Abstract

Non-Volatile Memory technologies are coming as a viable option on account of the high density and low-leakage power over the conventional SRAM counterpart. However, the increased write latency reduces their chances as a substitute for SRAM. To attenuate this problem, a hybrid STT-RAM-SRAM architecture is proposed where with large STT-RAM ways, the small SRAM ways are incorporated for handling the write operations. However, the performance gain obtained from such an architecture is not as much as expected on account of the larger miss rate caused by smaller SRAM partition. This, in turn, may limit the amount of cache capacity. This article attempts to reduce the miss penalty and improve the average memory access time by retaining the victims evicted from the hybrid cache in a smaller, fully associative SRAM structure called the victim cache. The victim cache is accessed on a miss in the primary hybrid cache. Hits in the victim cache require an exchange of the block between the main hybrid cache and the victim cache.
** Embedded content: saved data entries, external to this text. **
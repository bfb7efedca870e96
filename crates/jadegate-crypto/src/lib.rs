//! Cryptographic primitives for the JadeGate security gateway.
//!
//! This crate is deliberately a thin, boring wrapper over `ed25519-dalek`
//! and `blake3`. Nothing above it should need to reach past this crate's
//! types to touch key bytes directly.
//!
//! - Ed25519 key pairs with secure memory handling (zeroized on drop)
//! - Signatures for certificate signing
//! - BLAKE3 content hashing for fingerprinting
//!
//! Key generation and signature verification are treated as a black-box
//! primitive by the rest of the gateway: the certificate subsystem calls
//! into this crate and never touches `ed25519_dalek` or `blake3` directly.

#![deny(unsafe_code)]
#![deny(missing_docs)]
#![deny(clippy::all)]
#![warn(unreachable_pub)]
#![deny(clippy::unwrap_used)]
#![cfg_attr(test, allow(clippy::unwrap_used))]

pub mod prelude;

mod error;
mod hash;
mod keypair;
mod signature;
mod verifier;

pub use error::{CryptoError, CryptoResult};
pub use hash::ContentHash;
pub use keypair::{KeyPair, PublicKey};
pub use signature::Signature;
pub use verifier::{KeyId, SignatureVerifier};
In such cases, to effectively place the required block in the appropriate region of the main hybrid cache, we propose an access-based block placement technique. Besides, to manage the runtime load and the uneven evictions of the SRAM partition, we also present a dynamic region-based victim cache partitioning method to hold the victims dedicated to each region. Experimental evaluation on a full system simulator shows significant improvement in the performance and execution time along with a reduction in the overall miss rate. The proposed policy also increases the endurance of Hybrid Cache Architectures (HCA) by reducing writes in the STT partition.